SCIENTIFIC SKILLS AND PROCESSES

VALUE OF CURIOSITY, HONESTY, SKEPTICISM The student will explain why curiosity, honesty, openness, and skepticism are highly regarded in science.

SCIENTIFIC QUESTIONS/APPROACHES The student will pose scientific questions and suggest investigative approaches to provide answers to questions.

Laws of Mechanics The student will know and apply the laws of mechanics to explain the behavior of the physical world.

Laws of Electricity and Magnetism The student will know and apply the laws of electricity and magnetism and explain their significant role in nature and technology.

Laws of Thermodynamics The student will recognize and relate the laws of thermodynamics to practical applications.

Vibrations and Waves The student will explain and demonstrate how vibrations and waves provide a model for our understanding of various physical phenomena.

Modern Physics The student will investigate certain topics in modern physics.

FOCUS GROUP AND ONLINE SURVEY FINDINGS:

FOCUS GROUP AND ONLINE SURVEY FINDINGS:

Energy and Thermodynamics ranked highest, and Structure of Atoms ranked lowest, when chemistry teachers were asked what content areas/topics would be most helpful for a workplace practitioner to address with students?

When asked the same question, physics teachers ranked Laws of Electricity and Magnetism and Laws of Thermodynamics highest, although rankings on all topics were fairly close.

SCIENTIFIC METHODS IN INVESTIGATION The student will carry out scientific investigations effectively and employ the instruments, systems of measurement, and materials of science appropriately.

Teachers of both chemistry and physics were asked to identify which scientific practices would be helpful for a STEM Specialist to address in the classroom. The teachers identified all of the practices as being “Very Helpful” for a specialist to address.

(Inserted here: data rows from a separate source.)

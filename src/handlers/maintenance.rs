// src/handlers/maintenance.rs

use axum::{
    extract::{Path, Query, State},
    http::StatusCode,
    response::IntoResponse,
    Json,
};
use serde::Deserialize;
use uuid::Uuid;
use validator::Validate;

use crate::{
    common::error::AppError,
    config::AppState,
    middleware::auth::AuthenticatedUser,
    models::maintenance::TicketStatus,
};

#[derive(Debug, Deserialize, Validate)]
#[serde(rename_all = "camelCase")]
pub struct CreateTicketPayload {
    pub tenant_id: Uuid,

    #[validate(length(min = 1, message = "O título é obrigatório."))]
    pub title: String,

    #[validate(length(min = 1, message = "A descrição é obrigatória."))]
    pub description: String,
}

#[derive(Debug, Deserialize, Validate)]
#[serde(rename_all = "camelCase")]
pub struct UpdateStatusPayload {
    pub status: TicketStatus,

    #[validate(length(min = 1, message = "O nome do autor é obrigatório."))]
    pub actor_name: String,

    #[validate(length(min = 1, message = "O papel do autor é obrigatório."))]
    pub actor_role: String,

    pub comment: Option<String>,
}

#[derive(Debug, Deserialize)]
#[serde(rename_all = "camelCase")]
pub struct AssignStaffPayload {
    pub staff_id: Uuid,
}

#[derive(Debug, Deserialize)]
#[serde(rename_all = "camelCase")]
pub struct ListTicketsQuery {
    pub status: Option<TicketStatus>,
}

pub async fn create_ticket(
    State(app_state): State<AppState>,
    AuthenticatedUser(user): AuthenticatedUser,
    Json(payload): Json<CreateTicketPayload>,
) -> Result<impl IntoResponse, AppError> {
    payload.validate().map_err(AppError::ValidationError)?;

    let ticket = app_state
        .maintenance_service
        .create_ticket(
            user.id,
            payload.tenant_id,
            &payload.title,
            &payload.description,
            &user.email,
            "landlord",
        )
        .await?;

    Ok((StatusCode::CREATED, Json(ticket)))
}

// Troca de status: grava exatamente uma entrada de histórico e tenta
// notificar o inquilino (melhor-esforço).
pub async fn update_ticket_status(
    State(app_state): State<AppState>,
    AuthenticatedUser(user): AuthenticatedUser,
    Path(id): Path<Uuid>,
    Json(payload): Json<UpdateStatusPayload>,
) -> Result<impl IntoResponse, AppError> {
    payload.validate().map_err(AppError::ValidationError)?;

    let ticket = app_state
        .maintenance_service
        .update_status(
            user.id,
            id,
            payload.status,
            &payload.actor_name,
            &payload.actor_role,
            payload.comment.as_deref(),
        )
        .await?;

    Ok(Json(ticket))
}

pub async fn assign_staff(
    State(app_state): State<AppState>,
    AuthenticatedUser(user): AuthenticatedUser,
    Path(id): Path<Uuid>,
    Json(payload): Json<AssignStaffPayload>,
) -> Result<impl IntoResponse, AppError> {
    let ticket = app_state
        .maintenance_service
        .assign_staff(user.id, id, payload.staff_id, &user.email, "landlord")
        .await?;
    Ok(Json(ticket))
}

pub async fn get_ticket(
    State(app_state): State<AppState>,
    AuthenticatedUser(user): AuthenticatedUser,
    Path(id): Path<Uuid>,
) -> Result<impl IntoResponse, AppError> {
    let ticket = app_state.maintenance_service.get_ticket(user.id, id).await?;
    Ok(Json(ticket))
}

pub async fn list_tickets(
    State(app_state): State<AppState>,
    AuthenticatedUser(user): AuthenticatedUser,
    Query(query): Query<ListTicketsQuery>,
) -> Result<impl IntoResponse, AppError> {
    let tickets = app_state
        .maintenance_service
        .list_tickets(user.id, query.status)
        .await?;
    Ok(Json(tickets))
}

pub async fn list_tickets_by_room(
    State(app_state): State<AppState>,
    AuthenticatedUser(user): AuthenticatedUser,
    Path(room_id): Path<Uuid>,
) -> Result<impl IntoResponse, AppError> {
    let tickets = app_state
        .maintenance_service
        .list_by_room(user.id, room_id)
        .await?;
    Ok(Json(tickets))
}

pub async fn list_tickets_by_tenant(
    State(app_state): State<AppState>,
    AuthenticatedUser(user): AuthenticatedUser,
    Path(tenant_id): Path<Uuid>,
) -> Result<impl IntoResponse, AppError> {
    let tickets = app_state
        .maintenance_service
        .list_by_tenant(user.id, tenant_id)
        .await?;
    Ok(Json(tickets))
}

pub async fn get_ticket_history(
    State(app_state): State<AppState>,
    AuthenticatedUser(user): AuthenticatedUser,
    Path(id): Path<Uuid>,
) -> Result<impl IntoResponse, AppError> {
    let history = app_state
        .maintenance_service
        .list_history(user.id, id)
        .await?;
    Ok(Json(history))
}
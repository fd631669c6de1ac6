// src/handlers/auth.rs

use axum::{extract::State, Json};
use validator::Validate;

use crate::{
    common::error::AppError,
    config::AppState,
    middleware::auth::AuthenticatedUser,
    models::auth::{AuthResponse, LoginUserPayload, RegisterUserPayload, User},
};

// Handler de registro
pub async fn register(
    State(app_state): State<AppState>,
    Json(payload): Json<RegisterUserPayload>,
) -> Result<Json<AuthResponse>, AppError> {
    payload.validate().map_err(AppError::ValidationError)?;

    let token = app_state
        .auth_service
        .register_user(&payload.email, &payload.password)
        .await?;

    Ok(Json(AuthResponse { token }))
}

// Handler de login
pub async fn login(
    State(app_state): State<AppState>,
    Json(payload): Json<LoginUserPayload>,
) -> Result<Json<AuthResponse>, AppError> {
    payload.validate().map_err(AppError::ValidationError)?;

    let token = app_state
        .auth_service
        .login_user(&payload.email, &payload.password)
        .await?;

    Ok(Json(AuthResponse { token }))
}

// Handler da rota protegida /me
pub async fn get_me(AuthenticatedUser(user): AuthenticatedUser) -> Json<User> {
    Json(user)
}
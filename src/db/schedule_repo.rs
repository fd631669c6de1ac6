// src/db/schedule_repo.rs

use chrono::{NaiveDate, NaiveTime};
use sqlx::{Executor, PgPool, Postgres};
use uuid::Uuid;

use crate::{
    common::error::AppError,
    models::schedule::{CleaningRange, CleaningSchedule, CleaningSlot},
};

#[derive(Clone)]
pub struct ScheduleRepository {
    pool: PgPool,
}

impl ScheduleRepository {
    pub fn new(pool: PgPool) -> Self {
        Self { pool }
    }

    pub async fn create_schedule<'e, E>(
        &self,
        executor: E,
        landlord_id: Uuid,
        building_id: Uuid,
        month: &str,
        weekdays: &[i16],
        slot_minutes: i32,
    ) -> Result<CleaningSchedule, AppError>
    where
        E: Executor<'e, Database = Postgres>,
    {
        let schedule = sqlx::query_as::<_, CleaningSchedule>(
            r#"
            INSERT INTO cleaning_schedules (landlord_id, building_id, month, weekdays, slot_minutes)
            VALUES ($1, $2, $3, $4, $5)
            RETURNING *
            "#,
        )
        .bind(landlord_id)
        .bind(building_id)
        .bind(month)
        .bind(weekdays)
        .bind(slot_minutes)
        .fetch_one(executor)
        .await?;
        Ok(schedule)
    }

    pub async fn insert_range<'e, E>(
        &self,
        executor: E,
        schedule_id: Uuid,
        start_time: NaiveTime,
        end_time: NaiveTime,
    ) -> Result<CleaningRange, AppError>
    where
        E: Executor<'e, Database = Postgres>,
    {
        let range = sqlx::query_as::<_, CleaningRange>(
            r#"
            INSERT INTO cleaning_ranges (schedule_id, start_time, end_time)
            VALUES ($1, $2, $3)
            RETURNING *
            "#,
        )
        .bind(schedule_id)
        .bind(start_time)
        .bind(end_time)
        .fetch_one(executor)
        .await?;
        Ok(range)
    }

    pub async fn insert_slot<'e, E>(
        &self,
        executor: E,
        schedule_id: Uuid,
        slot_date: NaiveDate,
        start_time: NaiveTime,
        end_time: NaiveTime,
    ) -> Result<(), AppError>
    where
        E: Executor<'e, Database = Postgres>,
    {
        sqlx::query(
            r#"
            INSERT INTO cleaning_slots (schedule_id, slot_date, start_time, end_time)
            VALUES ($1, $2, $3, $4)
            "#,
        )
        .bind(schedule_id)
        .bind(slot_date)
        .bind(start_time)
        .bind(end_time)
        .execute(executor)
        .await?;
        Ok(())
    }

    pub async fn find_schedule(
        &self,
        landlord_id: Uuid,
        id: Uuid,
    ) -> Result<Option<CleaningSchedule>, AppError> {
        let schedule = sqlx::query_as::<_, CleaningSchedule>(
            "SELECT * FROM cleaning_schedules WHERE id = $1 AND landlord_id = $2",
        )
        .bind(id)
        .bind(landlord_id)
        .fetch_optional(&self.pool)
        .await?;
        Ok(schedule)
    }

    pub async fn list_schedules(
        &self,
        landlord_id: Uuid,
        building_id: Option<Uuid>,
    ) -> Result<Vec<CleaningSchedule>, AppError> {
        let schedules = sqlx::query_as::<_, CleaningSchedule>(
            r#"
            SELECT * FROM cleaning_schedules
            WHERE landlord_id = $1 AND ($2::UUID IS NULL OR building_id = $2)
            ORDER BY month DESC
            "#,
        )
        .bind(landlord_id)
        .bind(building_id)
        .fetch_all(&self.pool)
        .await?;
        Ok(schedules)
    }

    pub async fn list_ranges(&self, schedule_id: Uuid) -> Result<Vec<CleaningRange>, AppError> {
        let ranges = sqlx::query_as::<_, CleaningRange>(
            "SELECT * FROM cleaning_ranges WHERE schedule_id = $1 ORDER BY start_time",
        )
        .bind(schedule_id)
        .fetch_all(&self.pool)
        .await?;
        Ok(ranges)
    }

    pub async fn list_slots(&self, schedule_id: Uuid) -> Result<Vec<CleaningSlot>, AppError> {
        let slots = sqlx::query_as::<_, CleaningSlot>(
            r#"
            SELECT * FROM cleaning_slots
            WHERE schedule_id = $1
            ORDER BY slot_date, start_time
            "#,
        )
        .bind(schedule_id)
        .fetch_all(&self.pool)
        .await?;
        Ok(slots)
    }

    // UPDATE condicional: só reserva se o horário ainda estiver livre.
    // É essa cláusula `tenant_id IS NULL` que impede reserva dupla, mesmo
    // com duas requisições concorrentes.
    pub async fn book_slot(
        &self,
        landlord_id: Uuid,
        slot_id: Uuid,
        tenant_id: Uuid,
    ) -> Result<CleaningSlot, AppError> {
        // O inquilino precisa ser do locador; id alheio vira "não encontrado".
        let tenant_ok = sqlx::query_scalar::<_, bool>(
            "SELECT EXISTS (SELECT 1 FROM tenants WHERE id = $1 AND landlord_id = $2)",
        )
        .bind(tenant_id)
        .bind(landlord_id)
        .fetch_one(&self.pool)
        .await?;
        if !tenant_ok {
            return Err(AppError::TenantNotFound);
        }

        let booked = sqlx::query_as::<_, CleaningSlot>(
            r#"
            UPDATE cleaning_slots s
            SET tenant_id = $3, booked_at = now()
            FROM cleaning_schedules cs
            WHERE s.id = $1
              AND s.schedule_id = cs.id
              AND cs.landlord_id = $2
              AND s.tenant_id IS NULL
            RETURNING s.*
            "#,
        )
        .bind(slot_id)
        .bind(landlord_id)
        .bind(tenant_id)
        .fetch_optional(&self.pool)
        .await?;

        match booked {
            Some(slot) => Ok(slot),
            // Zero linhas: ou o horário não existe, ou já está reservado.
            None => {
                let exists = sqlx::query_scalar::<_, bool>(
                    r#"
                    SELECT EXISTS (
                        SELECT 1 FROM cleaning_slots s
                        JOIN cleaning_schedules cs ON cs.id = s.schedule_id
                        WHERE s.id = $1 AND cs.landlord_id = $2
                    )
                    "#,
                )
                .bind(slot_id)
                .bind(landlord_id)
                .fetch_one(&self.pool)
                .await?;

                if exists {
                    Err(AppError::SlotAlreadyBooked)
                } else {
                    Err(AppError::SlotNotFound)
                }
            }
        }
    }

    pub async fn cancel_booking(
        &self,
        landlord_id: Uuid,
        slot_id: Uuid,
    ) -> Result<CleaningSlot, AppError> {
        sqlx::query_as::<_, CleaningSlot>(
            r#"
            UPDATE cleaning_slots s
            SET tenant_id = NULL, booked_at = NULL
            FROM cleaning_schedules cs
            WHERE s.id = $1
              AND s.schedule_id = cs.id
              AND cs.landlord_id = $2
            RETURNING s.*
            "#,
        )
        .bind(slot_id)
        .bind(landlord_id)
        .fetch_optional(&self.pool)
        .await?
        .ok_or(AppError::SlotNotFound)
    }

    pub async fn list_bookings_by_tenant(
        &self,
        landlord_id: Uuid,
        tenant_id: Uuid,
    ) -> Result<Vec<CleaningSlot>, AppError> {
        let slots = sqlx::query_as::<_, CleaningSlot>(
            r#"
            SELECT s.* FROM cleaning_slots s
            JOIN cleaning_schedules cs ON cs.id = s.schedule_id
            WHERE s.tenant_id = $1 AND cs.landlord_id = $2
            ORDER BY s.slot_date, s.start_time
            "#,
        )
        .bind(tenant_id)
        .bind(landlord_id)
        .fetch_all(&self.pool)
        .await?;
        Ok(slots)
    }
}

VITAL ASPECT OF DATA ANALYSIS The student will demonstrate that data analysis is a vital aspect of the process of scientific inquiry and communication.

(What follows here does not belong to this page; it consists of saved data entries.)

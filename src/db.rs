pub mod announcement_repo;
pub use announcement_repo::AnnouncementRepository;
pub mod billing_repo;
pub use billing_repo::BillingRepository;
pub mod dashboard_repo;
pub use dashboard_repo::DashboardRepository;
pub mod maintenance_repo;
pub use maintenance_repo::MaintenanceRepository;
pub mod parcel_repo;
pub use parcel_repo::ParcelRepository;
pub mod property_repo;
pub use property_repo::PropertyRepository;
pub mod schedule_repo;
pub use schedule_repo::ScheduleRepository;
pub mod staff_repo;
pub use staff_repo::StaffRepository;
pub mod tenant_repo;
pub use tenant_repo::TenantRepository;
pub mod user_repo;
pub use user_repo::UserRepository;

COMMUNICATING PROCESSES AND RESULTS The student will use appropriate methods for communicating in writing and orally the processes and results of scientific investigation.

USE OF MATH The student will use mathematical processes.

Focus group participants specifically mentioned that the application of math in chemistry and physics is particularly challenging for students.

INTERDISCIPLINARY CONNECTIONS The student will show that connections exist both within the various fields of science and among science and other disciplines including mathematics, social studies, language arts, fine arts, and technology.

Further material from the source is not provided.